La biblioteca universal, de Voltaire a Google

Al ofrecer a una gran cantidad de personas una masa siempre creciente de conocimientos, ¿realiza Internet el sueño de las Luces o prepara la pesadilla de un saber público entregado a los apetitos privados? Gracias a –o a causa de- Google, estas preguntas no tienen nada de abstracto. En los cuatro últimos años, el célebre motor de búsqueda ha digitalizado y puesto en línea millones de obras encontradas en los fondos bibliográficos de las más grandes bibliotecas universitarias. Para los autores y editores, esta operación constituía una violación flagrante del copyright. Pero después de largas negociaciones las partes llegaron a un acuerdo que va a cambiar totalmente la manera en que los libros llegan a los lectores. Aunque los límites legales y económicos del nuevo espacio establecido por este acuerdo siguen siendo imprecisos, el objetivo de los directores de biblioteca es claro: abrir sus colecciones y hacerlas disponibles a cualquier lector en cualquier lugar. Un proyecto simple en apariencia, pero constantemente trabado por las restricciones sociales y los intereses económicos. Igual que hace dos siglos con el de la República mundial de las Letras.

El siglo XVIII, el de las Luces, tenía una confianza total en el mundo de las ideas, que los enciclopedistas denominaban la República de las Letras. Un territorio sin policía ni fronteras, y sin otras desigualdades que no fueran las del talento. Cualquiera podía instalarse allí siempre que ejerciera uno de los dos atributos de su ciudadanía, a saber, la escritura y la lectura. Los escritores debían formular ideas, y los lectores apreciar su buen fundamento. Llevados por la autoridad de la palabra impresa, los argumentos se difundían en círculos concéntricos y sólo ganaban los más convincentes.

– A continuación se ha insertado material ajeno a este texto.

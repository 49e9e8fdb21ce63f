//! Receipt rendering
//!
//! The document renderer is an external collaborator. The default
//! implementation writes a plain-text receipt keyed by order id;
//! regenerating for the same order overwrites the previous file, so the
//! artifact is idempotent by filename.

use std::path::PathBuf;

use async_trait::async_trait;

use crate::db::models::OrderDetail;
use crate::utils::time::format_receipt_stamp;
use crate::utils::{AppError, AppResult};

#[async_trait]
pub trait ReceiptRenderer: Send + Sync {
    /// Render a durable receipt for a finalized order, returning its path
    async fn generate(&self, order: &OrderDetail) -> AppResult<PathBuf>;
}

/// Plain-text receipt writer
pub struct TextReceiptRenderer {
    dir: PathBuf,
    store_name: String,
    store_address: String,
}

impl TextReceiptRenderer {
    pub fn new(
        dir: PathBuf,
        store_name: impl Into<String>,
        store_address: impl Into<String>,
    ) -> Self {
        Self {
            dir,
            store_name: store_name.into(),
            store_address: store_address.into(),
        }
    }
}

const RULE: &str = "-------------------------------------------------";

#[async_trait]
impl ReceiptRenderer for TextReceiptRenderer {
    async fn generate(&self, order: &OrderDetail) -> AppResult<PathBuf> {
        let order_id = order
            .id
            .as_ref()
            .ok_or_else(|| AppError::internal("order has no ID"))?;

        let mut out = String::new();
        out.push_str(&format!("{:^49}\n", self.store_name));
        if !self.store_address.is_empty() {
            out.push_str(&format!("{:^49}\n", self.store_address));
        }
        out.push_str(RULE);
        out.push('\n');
        out.push_str(&format!("Order    : {}\n", order_id.key()));
        out.push_str(&format!(
            "Date     : {}\n",
            format_receipt_stamp(order.created_at)
        ));
        out.push_str(&format!("Table    : {}\n", order.table.table_no));
        out.push_str(&format!("Customer : {}\n", order.customer));
        out.push_str(RULE);
        out.push('\n');
        out.push_str(&format!(
            "{:<24}{:>4} {:>9} {:>10}\n",
            "Item", "Qty", "Price", "Subtotal"
        ));
        for item in &order.items {
            out.push_str(&format!(
                "{:<24}{:>4} {:>9} {:>10}\n",
                item.name, item.quantity, item.unit_price, item.subtotal
            ));
        }
        out.push_str(RULE);
        out.push('\n');
        out.push_str(&format!("TOTAL: {}\n", order.total));
        out.push_str("Thank you for visiting\n");

        tokio::fs::create_dir_all(&self.dir)
            .await
            .map_err(|e| AppError::internal(format!("Failed to create receipt dir: {e}")))?;
        let path = self.dir.join(format!("receipt_{}.txt", order_id.key()));
        tokio::fs::write(&path, out)
            .await
            .map_err(|e| AppError::internal(format!("Failed to write receipt: {e}")))?;

        tracing::info!(path = %path.display(), "Receipt generated");
        Ok(path)
    }
}
#[tokio::test]
async fn confirming_an_order_keeps_the_table_in_use() {
    let state = state().await;
    let table = make_table(&state, 7).await;
    let menu = make_menu_item(&state, "Tea", 12).await;

    let order = state
        .orders
        .create(order_for(&table, &menu, 1))
        .await
        .expect("order");
    let order_id = order.id.expect("order id");

    let paid = state
        .orders
        .confirm(&order_id, "cash".to_string())
        .await
        .expect("confirm");
    assert_eq!(paid.payment_method.as_deref(), Some("cash"));

    let again = state.orders.confirm(&order_id, "card".to_string()).await;
    assert!(matches!(again, Err(AppError::Conflict(_))));

    let after = state.tables.find_by_id(&table).await.expect("table");
    assert_eq!(after.status, TableStatus::InUse);
}

#[tokio::test]
async fn confirming_a_reservation_is_idempotent_on_the_invoice() {
    let state = state().await;
    let table = make_table(&state, 8).await;
    let reservation = state
        .reservations
        .create(reservation_for(&table, now_millis() + 120 * MIN))
        .await
        .expect("reservation");
    let id = reservation.id.expect("reservation id");

    let first = state.reservations.confirm(&id).await.expect("confirm");
    assert_eq!(first.reservation.status, ReservationStatus::Paid);
    assert_eq!(first.invoice.payment_status, "Paid");
    assert_eq!(first.delivery, InvoiceDelivery::NoAddress);

    let second = state.reservations.confirm(&id).await.expect("re-confirm");
    assert_eq!(first.invoice.id, second.invoice.id);
    assert_eq!(first.invoice.number, second.invoice.number);
}

#[tokio::test]
async fn deleting_a_reservation_releases_the_table_and_the_invoice() {
    let state = state().await;
    let table = make_table(&state, 9).await;
    let reservation = state
        .reservations
        .create(reservation_for(&table, now_millis() + 120 * MIN))
        .await
        .expect("reservation");
    let id = reservation.id.expect("reservation id");

    state.reservations.confirm(&id).await.expect("confirm");
    assert!(state
        .invoices
        .find_by_reservation(&id)
        .await
        .expect("lookup")
        .is_some());

    state.reservations.delete(&id).await.expect("delete");

    let after = state.tables.find_by_id(&table).await.expect("table");
    assert_eq!(after.status, TableStatus::Available);
    assert!(state
        .invoices
        .find_by_reservation(&id)
        .await
        .expect("lookup")
        .is_none());

    let again = state.reservations.delete(&id).await;
    assert!(matches!(again, Err(AppError::NotFound(_))));
}

#[tokio::test]
async fn cancelling_a_reservation_releases_the_table() {
    let state = state().await;
    let table = make_table(&state, 10).await;
    let reservation = state
        .reservations
        .create(reservation_for(&table, now_millis() + 120 * MIN))
        .await
        .expect("reservation");
    let id = reservation.id.expect("reservation id");

    let cancelled = state
        .reservations
        .update(
            &id,
            ReservationUpdate {
                status: Some(ReservationStatus::Cancelled),
                ..Default::default()
            },
        )
        .await
        .expect("cancel");
    assert_eq!(cancelled.status, ReservationStatus::Cancelled);

    let after = state.tables.find_by_id(&table).await.expect("table");
    assert_eq!(after.status, TableStatus::Available);

    // Terminal states reject further movement
    let revive = state
        .reservations
        .update(
            &id,
            ReservationUpdate {
                status: Some(ReservationStatus::Paid),
                ..Default::default()
            },
        )
        .await;
    assert!(matches!(revive, Err(AppError::Conflict(_))));
}

#[tokio::test]
async fn moving_a_reservation_swaps_the_table_claims() {
    let state = state().await;
    let table_a = make_table(&state, 11).await;
    let table_b = make_table(&state, 12).await;
    let reservation = state
        .reservations
        .create(reservation_for(&table_a, now_millis() + 120 * MIN))
        .await
        .expect("reservation");
    let id = reservation.id.expect("reservation id");

    let moved = state
        .reservations
        .update(
            &id,
            ReservationUpdate {
                table: Some(table_b.clone()),
                ..Default::default()
            },
        )
        .await
        .expect("move");
    assert_eq!(moved.table, table_b);

    let a = state.tables.find_by_id(&table_a).await.expect("table a");
    let b = state.tables.find_by_id(&table_b).await.expect("table b");
    assert_eq!(a.status, TableStatus::Available);
    assert_eq!(b.status, TableStatus::Booked);
}
//! Table Registry
//!
//! Owns table identity and the occupancy flag. The registry itself never
//! does conflict checking: `set_status` is an unconditional write and the
//! lifecycles are responsible for calling it (or the conditional variant
//! on the repository) correctly.

use surrealdb::{RecordId, Surreal};
use surrealdb::engine::local::Db;

use crate::db::models::{DiningTable, DiningTableCreate, DiningTableUpdate, TableStatus};
use crate::db::repository::DiningTableRepository;
use crate::utils::time::now_millis;
use crate::utils::{AppError, AppResult};

#[derive(Clone)]
pub struct TableService {
    repo: DiningTableRepository,
}

impl TableService {
    pub fn new(db: Surreal<Db>) -> Self {
        Self {
            repo: DiningTableRepository::new(db),
        }
    }

    /// Register a new table; it starts `available`
    pub async fn create(&self, data: DiningTableCreate) -> AppResult<DiningTable> {
        if data.table_no <= 0 {
            return Err(AppError::validation(
                "table number must be greater than 0",
            ));
        }
        if self.repo.find_by_no(data.table_no).await?.is_some() {
            return Err(AppError::conflict(format!(
                "table {} already exists",
                data.table_no
            )));
        }

        let now = now_millis();
        let table = DiningTable {
            id: None,
            table_no: data.table_no,
            status: TableStatus::Available,
            created_at: now,
            updated_at: now,
        };
        Ok(self.repo.create(table).await?)
    }

    pub async fn find_all(&self) -> AppResult<Vec<DiningTable>> {
        Ok(self.repo.find_all().await?)
    }

    pub async fn find_by_id(&self, id: &RecordId) -> AppResult<DiningTable> {
        self.repo
            .find_by_id(id)
            .await?
            .ok_or_else(|| AppError::not_found("table not found"))
    }

    /// Unconditional status write for the lifecycles; no conflict checking
    pub async fn set_status(&self, id: &RecordId, status: TableStatus) -> AppResult<DiningTable> {
        Ok(self.repo.set_status(id, status).await?)
    }

    /// Partial update: only a positive table number / present status apply
    pub async fn update(&self, id: &RecordId, data: DiningTableUpdate) -> AppResult<DiningTable> {
        let mut table = self.find_by_id(id).await?;

        if let Some(table_no) = data.table_no
            && table_no > 0
            && table_no != table.table_no
        {
            if self.repo.find_by_no(table_no).await?.is_some() {
                return Err(AppError::conflict(format!(
                    "table {} already exists",
                    table_no
                )));
            }
            table.table_no = table_no;
        }
        if let Some(status) = data.status {
            table.status = status;
        }

        Ok(self.repo.update(&table).await?)
    }

    /// Remove a table
    ///
    /// Deliberately does not check for reservations or orders still
    /// referencing it; callers own that decision (see DESIGN.md).
    pub async fn delete(&self, id: &RecordId) -> AppResult<()> {
        if !self.repo.delete(id).await? {
            return Err(AppError::not_found("table not found"));
        }
        Ok(())
    }
}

En esta edad de oro de lo escrito, las palabras también circulaban por vía epistolar. Al hojear la espesa correspondencia de Voltaire, Jean-Jacques Rousseau, Benjamín Franklin o Thomas Jefferson –lo que hace unos cincuenta volúmenes para cada uno de ellos-, uno se sumerge en el corazón de la República de las Letras. Estos cuatro escritores debatían sobre temas cruciales de su época en un flujo ininterrumpido de cartas que, uniendo a Europa y América, presentaba ya todas las características de una red de información transatlántica.

Soy particularmente afecto a la correspondencia entre Jefferson (1743-1826) y James Madison (1751-1836). A ellos les gustaba hablar de todo, especialmente de la Constitución estadounidense, que se estaba redactando, a la cual Madison ayudaba en Filadelfia, mientras que Jefferson representaba a la muy joven república en París. También hablaban de libros, porque el segundo adoraba recorrer las librerías de la capital, y con frecuencia compraba obras para su amigo. L’Encyclopédie de Denis Diderot está entre esas compras. Jefferson creyó haber hecho un buen negocio, pero confundió una reedición con la edición original…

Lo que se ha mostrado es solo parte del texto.